The Pension Benefit Guaranty Corporation (PBGC) has issued fi nal regulations implementing provisions of the Pension Protection Act of 2006 (P.L. 109-280; PPA) to change the allocation of unfunded vested benefits to withdrawing employers from a multiemployer pension plan and make adjustments in determining an employer’s withdrawal liability when a multiemployer plan is in critical status. The final regulations are substantially the same as proposed rules issued in March 2008.

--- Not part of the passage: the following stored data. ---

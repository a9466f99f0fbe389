//! 错误类型模块
//!
//! ## 模块结构
//! - `gateway_error`: 面向客户端的网关错误模型（GatewayError, GatewayErrorCode）

pub mod gateway_error;

pub use gateway_error::{GatewayError, GatewayErrorCode};
//! 额度账本

use crate::error::{QuotaError, QuotaResult};
use crate::notify::{LogNotifier, LowBalanceWatch, QuotaNotifier};
use crate::pricing::{GroupRatioTable, PriceQuote, PricingCatalog, Usage};
use crate::reservation::{Hold, Reservation, ReservationState};
use relaycast_core::cache::account::user_quota_cache_key;
use relaycast_core::config::QuotaConfig;
use relaycast_core::database::dao::{ChannelDao, ConsumeLog, LogDao, TokenDao, UserDao};
use relaycast_core::database::lock_db;
use relaycast_core::{AccountLookup, BatchAggregator, BatchUpdateType, DecrOutcome};
use std::sync::Arc;
use tokio::task::JoinHandle;
use tracing::{debug, error, info, warn};

/// 预扣所需的请求信息
#[derive(Debug, Clone, PartialEq, Eq)]
pub struct QuotaContext {
    pub request_id: String,
    pub user_id: i64,
    pub token_id: i64,
    pub token_unlimited: bool,
    pub group: String,
    pub model: String,
    pub channel_id: i64,
    pub prompt_tokens: u32,
}

/// 额度账本
///
/// 克隆开销是一次 `Arc` 克隆。
#[derive(Clone)]
pub struct QuotaLedger {
    inner: Arc<LedgerInner>,
}

#[derive(Clone)]
pub(crate) struct LedgerInner {
    lookup: AccountLookup,
    batch: Option<Arc<BatchAggregator>>,
    pricing: Arc<dyn PricingCatalog>,
    group_ratios: Arc<GroupRatioTable>,
    config: QuotaConfig,
    notifier: Arc<dyn QuotaNotifier>,
    watch: Arc<LowBalanceWatch>,
}

impl QuotaLedger {
    pub fn new(
        lookup: AccountLookup,
        pricing: Arc<dyn PricingCatalog>,
        group_ratios: Arc<GroupRatioTable>,
        config: QuotaConfig,
    ) -> Self {
        let watch = Arc::new(LowBalanceWatch::new(config.remind_threshold));
        Self {
            inner: Arc::new(LedgerInner {
                lookup,
                batch: None,
                pricing,
                group_ratios,
                config,
                notifier: Arc::new(LogNotifier),
                watch,
            }),
        }
    }

    /// 余额变更经批量聚合器延迟写入
    pub fn with_batch(self, batch: Arc<BatchAggregator>) -> Self {
        let mut inner = Arc::unwrap_or_clone(self.inner);
        inner.batch = Some(batch);
        Self {
            inner: Arc::new(inner),
        }
    }

    pub fn with_notifier(self, notifier: Arc<dyn QuotaNotifier>) -> Self {
        let mut inner = Arc::unwrap_or_clone(self.inner);
        inner.notifier = notifier;
        Self {
            inner: Arc::new(inner),
        }
    }

    pub fn config(&self) -> &QuotaConfig {
        &self.inner.config
    }

    pub fn group_ratios(&self) -> &Arc<GroupRatioTable> {
        &self.inner.group_ratios
    }

    /// 计算 (分组, 模型) 的价格
    pub fn quote(&self, group: &str, model: &str) -> QuotaResult<PriceQuote> {
        self.inner.quote(group, model)
    }

    /// 预扣额度
    ///
    /// 余额不足预估成本时拒绝。用户余额总是预扣；余额超过预估的信任倍数时跳过令牌预扣，
    /// 结算时从令牌一次性扣除实际成本。先扣令牌再扣用户，用户扣减失败时退回令牌。
    pub async fn pre_consume(&self, ctx: &QuotaContext) -> QuotaResult<Reservation> {
        let inner = &self.inner;
        let quote = inner.quote(&ctx.group, &ctx.model)?;
        let estimated = quote.estimate(ctx.prompt_tokens, inner.config.pre_consume_buffer);

        let balance = inner
            .lookup
            .user_quota(ctx.user_id)
            .await
            .map_err(QuotaError::Store)?
            .ok_or(QuotaError::UserNotFound(ctx.user_id))?;
        if balance < estimated {
            return Err(QuotaError::Insufficient {
                need: estimated,
                available: balance,
            });
        }

        let trusted = inner.is_trusted(balance, estimated);
        let token_reserved = if trusted {
            debug!(
                "[QUOTA] 用户 {} 余额 {} 充足，跳过令牌预扣: request_id={}",
                ctx.user_id, balance, ctx.request_id
            );
            0
        } else {
            inner.reserve_token(ctx, estimated)?;
            estimated
        };

        if let Err(e) = inner.reserve_user(ctx.user_id, estimated).await {
            if token_reserved > 0 {
                if let Err(undo) = inner.apply_token_now(ctx.token_id, token_reserved) {
                    error!(
                        "[QUOTA] 退回令牌预扣失败: token_id={}, amount={}, error={}",
                        ctx.token_id, token_reserved, undo
                    );
                }
            }
            return Err(e);
        }

        info!(
            "[QUOTA] 预扣完成: request_id={}, user_id={}, estimated={}, token_reserved={}",
            ctx.request_id, ctx.user_id, estimated, token_reserved
        );
        let hold = Hold {
            request_id: ctx.request_id.clone(),
            user_id: ctx.user_id,
            token_id: ctx.token_id,
            channel_id: ctx.channel_id,
            model: ctx.model.clone(),
            quote,
            user_reserved: estimated,
            token_reserved,
        };
        Ok(Reservation::new(
            hold,
            ctx.group.clone(),
            estimated,
            balance,
            inner.clone(),
        ))
    }

    /// 按实际用量结算，结算在后台执行
    pub fn consume(&self, reservation: &mut Reservation, usage: Usage) -> QuotaResult<JoinHandle<()>> {
        reservation
            .transition(ReservationState::Completed)
            .map_err(|(from, to)| QuotaError::InvalidTransition { from, to })?;
        let hold = reservation.hold();
        Ok(tokio::spawn(self.inner.clone().settle(hold, usage)))
    }

    /// 退还预扣，退款在后台执行
    pub fn undo(&self, reservation: &mut Reservation) -> QuotaResult<JoinHandle<()>> {
        reservation
            .transition(ReservationState::Refunded)
            .map_err(|(from, to)| QuotaError::InvalidTransition { from, to })?;
        let hold = reservation.hold();
        Ok(tokio::spawn(self.inner.clone().refund(hold)))
    }
}

impl LedgerInner {
    fn quote(&self, group: &str, model: &str) -> QuotaResult<PriceQuote> {
        let price = self
            .pricing
            .model_price(model)
            .ok_or_else(|| QuotaError::PriceNotFound(model.to_string()))?;
        Ok(PriceQuote::new(price, self.group_ratios.ratio(group)))
    }

    fn is_trusted(&self, balance: i64, estimated: i64) -> bool {
        let multiple = self.config.trust_multiple as i64;
        multiple > 0 && balance > estimated.saturating_mul(multiple)
    }

    /// 令牌预扣总是直接写库，保证不超过令牌剩余额度
    fn reserve_token(&self, ctx: &QuotaContext, amount: i64) -> QuotaResult<()> {
        let conn = lock_db(self.lookup.db()).map_err(QuotaError::Store)?;
        if ctx.token_unlimited {
            TokenDao::increase_remain_quota(&conn, ctx.token_id, -amount)?;
            return Ok(());
        }
        if !TokenDao::decrease_remain_if_sufficient(&conn, ctx.token_id, amount)? {
            return Err(QuotaError::TokenInsufficient { need: amount });
        }
        Ok(())
    }

    fn apply_token_now(&self, token_id: i64, delta: i64) -> QuotaResult<()> {
        let conn = lock_db(self.lookup.db()).map_err(QuotaError::Store)?;
        TokenDao::increase_remain_quota(&conn, token_id, delta)?;
        Ok(())
    }

    /// 扣减用户余额：缓存命中时原子扣减缓存再同步到库，否则走库内条件扣减
    async fn reserve_user(&self, user_id: i64, amount: i64) -> QuotaResult<()> {
        if let Some(cache) = self.lookup.cache() {
            let key = user_quota_cache_key(user_id);
            match cache.decr_if_sufficient(&key, amount).await {
                Ok(DecrOutcome::Applied { .. }) => {
                    if let Err(e) = self.apply_delta(BatchUpdateType::UserQuota, user_id, -amount) {
                        if let Err(restore) = cache.incr_if_present(&key, amount).await {
                            warn!("[QUOTA] 恢复缓存余额失败: user_id={}, error={}", user_id, restore);
                        }
                        return Err(e);
                    }
                    return Ok(());
                }
                Ok(DecrOutcome::Insufficient { balance }) => {
                    return Err(QuotaError::Insufficient {
                        need: amount,
                        available: balance,
                    });
                }
                Ok(DecrOutcome::Missing) => {}
                Err(e) => warn!(
                    "[QUOTA] 缓存扣减失败，改为直接扣减数据库: user_id={}, error={}",
                    user_id, e
                ),
            }
        }

        let conn = lock_db(self.lookup.db()).map_err(QuotaError::Store)?;
        if UserDao::decrease_quota_if_sufficient(&conn, user_id, amount)? {
            return Ok(());
        }
        let available = UserDao::get_quota(&conn, user_id)?.ok_or(QuotaError::UserNotFound(user_id))?;
        Err(QuotaError::Insufficient {
            need: amount,
            available,
        })
    }

    /// 写入一条增量，开启批量更新时进入聚合器
    fn apply_delta(&self, kind: BatchUpdateType, id: i64, delta: i64) -> QuotaResult<()> {
        if let Some(batch) = &self.batch {
            batch.add_delta(kind, id, delta);
            return Ok(());
        }
        let conn = lock_db(self.lookup.db()).map_err(QuotaError::Store)?;
        match kind {
            BatchUpdateType::UserQuota => UserDao::increase_quota(&conn, id, delta)?,
            BatchUpdateType::TokenQuota => TokenDao::increase_remain_quota(&conn, id, delta)?,
            BatchUpdateType::UsedQuota => UserDao::add_used_quota(&conn, id, delta)?,
            BatchUpdateType::ChannelUsedQuota => ChannelDao::add_used_quota(&conn, id, delta)?,
            BatchUpdateType::RequestCount => UserDao::add_request_count(&conn, id, delta)?,
        }
        Ok(())
    }

    fn apply_or_log(&self, kind: BatchUpdateType, id: i64, delta: i64, request_id: &str) {
        if let Err(e) = self.apply_delta(kind, id, delta) {
            error!(
                "[QUOTA] 写入 {} 失败: id={}, delta={}, request_id={}, error={}",
                kind, id, delta, request_id, e
            );
        }
    }

    /// 调整缓存中的用户余额，返回调整后的值
    async fn adjust_cached_balance(&self, user_id: i64, delta: i64) -> Option<i64> {
        let cache = self.lookup.cache()?;
        match cache.incr_if_present(&user_quota_cache_key(user_id), delta).await {
            Ok(value) => value,
            Err(e) => {
                warn!("[QUOTA] 调整缓存余额失败: user_id={}, error={}", user_id, e);
                // 删除镜像，下次读取从库加载
                self.lookup.invalidate_user(user_id).await;
                None
            }
        }
    }

    /// 结算：用户和令牌各自按 实际成本 - 预扣 补扣或退还
    pub(crate) async fn settle(self: Arc<Self>, hold: Hold, usage: Usage) {
        let actual = hold.quote.actual_cost(&usage);
        let user_delta = actual - hold.user_reserved;
        let token_delta = actual - hold.token_reserved;

        if token_delta != 0 {
            self.apply_or_log(BatchUpdateType::TokenQuota, hold.token_id, -token_delta, &hold.request_id);
        }
        let mut balance = None;
        if user_delta != 0 {
            self.apply_or_log(BatchUpdateType::UserQuota, hold.user_id, -user_delta, &hold.request_id);
            balance = self.adjust_cached_balance(hold.user_id, -user_delta).await;
        }
        self.apply_or_log(BatchUpdateType::UsedQuota, hold.user_id, actual, &hold.request_id);
        self.apply_or_log(BatchUpdateType::RequestCount, hold.user_id, 1, &hold.request_id);
        self.apply_or_log(BatchUpdateType::ChannelUsedQuota, hold.channel_id, actual, &hold.request_id);

        if let Err(e) = self.record_log(&hold, &usage, actual) {
            error!("[QUOTA] 写入消费记录失败: request_id={}, error={}", hold.request_id, e);
        }
        debug!(
            "[QUOTA] 结算完成: request_id={}, actual={}, user_delta={}, token_delta={}",
            hold.request_id, actual, user_delta, token_delta
        );

        if balance.is_none() {
            balance = match self.lookup.user_quota(hold.user_id).await {
                Ok(balance) => balance,
                Err(e) => {
                    warn!("[QUOTA] 读取余额失败，跳过提醒检查: user_id={}, error={}", hold.user_id, e);
                    None
                }
            };
        }
        if let Some(balance) = balance {
            if let Some(notice) = self.watch.observe(hold.user_id, balance) {
                self.notifier.notify(hold.user_id, notice);
            }
        }
    }

    /// 退还预扣的全部额度，只退实际扣过的部分
    pub(crate) async fn refund(self: Arc<Self>, hold: Hold) {
        if !hold.is_active() {
            return;
        }
        if hold.token_reserved > 0 {
            self.apply_or_log(BatchUpdateType::TokenQuota, hold.token_id, hold.token_reserved, &hold.request_id);
        }
        if hold.user_reserved > 0 {
            self.apply_or_log(BatchUpdateType::UserQuota, hold.user_id, hold.user_reserved, &hold.request_id);
            self.adjust_cached_balance(hold.user_id, hold.user_reserved).await;
        }
        info!(
            "[QUOTA] 预扣已退还: request_id={}, user_id={}, user={}, token={}",
            hold.request_id, hold.user_id, hold.user_reserved, hold.token_reserved
        );
    }

    fn record_log(&self, hold: &Hold, usage: &Usage, actual: i64) -> QuotaResult<()> {
        let log = ConsumeLog {
            id: 0,
            created_at: chrono::Utc::now().to_rfc3339(),
            user_id: hold.user_id,
            token_id: hold.token_id,
            channel_id: hold.channel_id,
            model: hold.model.clone(),
            prompt_tokens: usage.prompt_tokens as i64,
            completion_tokens: usage.completion_tokens as i64,
            quota: actual,
            request_id: Some(hold.request_id.clone()),
        };
        let conn = lock_db(self.lookup.db()).map_err(QuotaError::Store)?;
        LogDao::insert(&conn, &log)?;
        Ok(())
    }
}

Allocating withdrawal liability

Generally, ERISA §4211 provides four methods of allocating withdrawal liability: the presumptive, the modified presumptive, the rolling-five, and the direct attribution methods. These methods were modified, in part, by various changes the PPA made to ERISA’s withdrawal liability provisions. For example, the PPA added ERISA §4211(c)(5)(E) , which permits a plan, including a construction industry plan, to adopt an amendment that applies the presumptive method by substituting a different plan year (for which the plan has no unfunded vested benefits) for a plan year ending before September 26, 1980. Such an amendment would enable a plan to erase a large part of the plan’s unfunded vested benefits attributable to plan years before the end of the designated plan year, and to start fresh with liabilities that arise in plan years after the designated plan year.

Accordingly, the PBGC will expand ERISA Reg. §4211.12 to permit plans to substitute a new plan year for the plan year ending before September 26, 1980, without regard to the amount of a plan’s unfunded vested benefits at the end of the newly designated plan year. This change will allow plans using the presumptive method to aggregate the multiple liability pools attributable to prior plan years and the designated plan year. It thus allows such plans to allocate the plan’s unfunded vested benefits as of the end of the designated plan year among the employers who have an obligation to contribute under the plan for the first plan year ending on or after such date. The plan will allocate unfunded vested benefits based on the employer’s share of the plan’s contributions for the five-year period ending before the designated plan year. Thereafter, the plan would apply the regular rules under the presumptive method to segregate changes in the plan’s unfunded vested benefits by plan year and to allocate individual plan year liabilities among the employers obligated to contribute under the plan in that plan year.

Plans in critical status

In addition, the PPA created new funding rules for multiemployer plans in “critical” status, allowing these plans to reduce benefits and making the plans’ contributing employers subject to surcharges. ERISA §305(e)(9) and Code Sec. 432(e)(9) provide that such benefit adjustments and employer surcharges are disregarded in determining a plan’s unfunded vested benefits and allocation fraction for purposes of determining an employer’s withdrawal liability and direct the PBGC to prescribe simplified methods for the application of these provisions in determining withdrawal liability.

The final regulations add a new ERISA Reg. §4211.4 that excludes amounts attributable to the employer surcharge from the contributions that are otherwise includible under the allocation fraction under the presumptive, modified presumptive, and rolling-5 methods. A simplified method for the application of this principle is provided in an example contained in the regulatory preamble.